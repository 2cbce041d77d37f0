//! Preview rendering
//!
//! Renders the read-only preview: every `{{name}}` token in the
//! document is replaced with the supplied or inferred sample value,
//! wrapped in highlight markup so the user can see what was
//! substituted. The substitution result is never written back into
//! the document.

use regex::Regex;
use std::sync::OnceLock;

use crate::document::EmailDocument;
use crate::variables::{infer_sample, Variable};

fn token_regex() -> &'static Regex {
    static RE: OnceLock<Regex> = OnceLock::new();
    RE.get_or_init(|| {
        Regex::new(r"\{\{\s*([A-Za-z0-9_.-]+)\s*\}\}").expect("valid token regex")
    })
}

/// Renderer for the read-only preview view
pub struct PreviewRenderer {
    /// CSS class placed on the substitution highlight span
    highlight_class: String,
}

impl PreviewRenderer {
    /// Create a renderer with default settings
    #[must_use]
    pub fn new() -> Self {
        Self {
            highlight_class: "preview-variable".to_string(),
        }
    }

    /// Set the highlight span's CSS class
    #[must_use]
    pub fn with_highlight_class(mut self, class: impl Into<String>) -> Self {
        self.highlight_class = class.into();
        self
    }

    /// Render the document with all variable tokens substituted
    ///
    /// Samples come from the matching descriptor when it carries one,
    /// otherwise from name inference; tokens without a descriptor are
    /// inferred too, so no literal `{{...}}` survives.
    #[must_use]
    pub fn render(&self, document: &EmailDocument, variables: &[Variable]) -> String {
        self.substitute(&document.combined(), variables)
    }

    /// Substitute tokens in an arbitrary markup string
    #[must_use]
    pub fn substitute(&self, markup: &str, variables: &[Variable]) -> String {
        token_regex()
            .replace_all(markup, |caps: &regex::Captures<'_>| {
                let name = &caps[1];
                let value = variables
                    .iter()
                    .find(|v| v.name == name)
                    .map(Variable::preview_sample)
                    .unwrap_or_else(|| infer_sample(name));
                format!(
                    "<span class=\"{}\">{}</span>",
                    self.highlight_class,
                    escape(&value)
                )
            })
            .into_owned()
    }
}

impl Default for PreviewRenderer {
    fn default() -> Self {
        Self::new()
    }
}

/// Escape substituted values for HTML context
fn escape(s: &str) -> String {
    s.replace('&', "&amp;")
        .replace('<', "&lt;")
        .replace('>', "&gt;")
}
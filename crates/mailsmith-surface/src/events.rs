//! Structural-change events
//!
//! This module defines the event classes the editing surface emits
//! when its component tree changes shape. The host drains these to
//! decide when to refresh its document from the surface.

use serde::{Deserialize, Serialize};

/// Structural-change event classes
#[derive(Debug, Clone, Copy, PartialEq, Eq, Hash, Serialize, Deserialize)]
#[serde(rename_all = "snake_case")]
pub enum SurfaceEvent {
    /// A component was attached to the tree
    ComponentAdded,
    /// A component was detached from the tree
    ComponentRemoved,
    /// A component's styles or attributes changed
    ComponentUpdated,
    /// A component was duplicated in place
    ComponentCloned,
    /// A component finished a drag move to a new position
    DragEnded,
}

impl SurfaceEvent {
    /// Get the string representation
    #[must_use]
    pub fn as_str(&self) -> &'static str {
        match self {
            Self::ComponentAdded => "component_added",
            Self::ComponentRemoved => "component_removed",
            Self::ComponentUpdated => "component_updated",
            Self::ComponentCloned => "component_cloned",
            Self::DragEnded => "drag_ended",
        }
    }

    /// Check whether this event changes the shape of the tree
    ///
    /// Every event class currently does; the host treats them all as
    /// sync triggers.
    #[must_use]
    pub fn is_structural(&self) -> bool {
        matches!(
            self,
            Self::ComponentAdded
                | Self::ComponentRemoved
                | Self::ComponentUpdated
                | Self::ComponentCloned
                | Self::DragEnded
        )
    }
}

impl std::fmt::Display for SurfaceEvent {
    fn fmt(&self, f: &mut std::fmt::Formatter<'_>) -> std::fmt::Result {
        write!(f, "{}", self.as_str())
    }
}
+ + + +
What you have to do: Reproduce, exactly and without additions, the run of lines from the start of the listing above to the line bearing "use crate::document::EmailDocument;", inclusive.

Task answer:
repository 2cbce041d77d37f0
//! Preview rendering
//!
//! Renders the read-only preview: every `{{name}}` token in the
//! document is replaced with the supplied or inferred sample value,
//! wrapped in highlight markup so the user can see what was
//! substituted. The substitution result is never written back into
//! the document.

use regex::Regex;
use std::sync::OnceLock;

use crate::document::EmailDocument;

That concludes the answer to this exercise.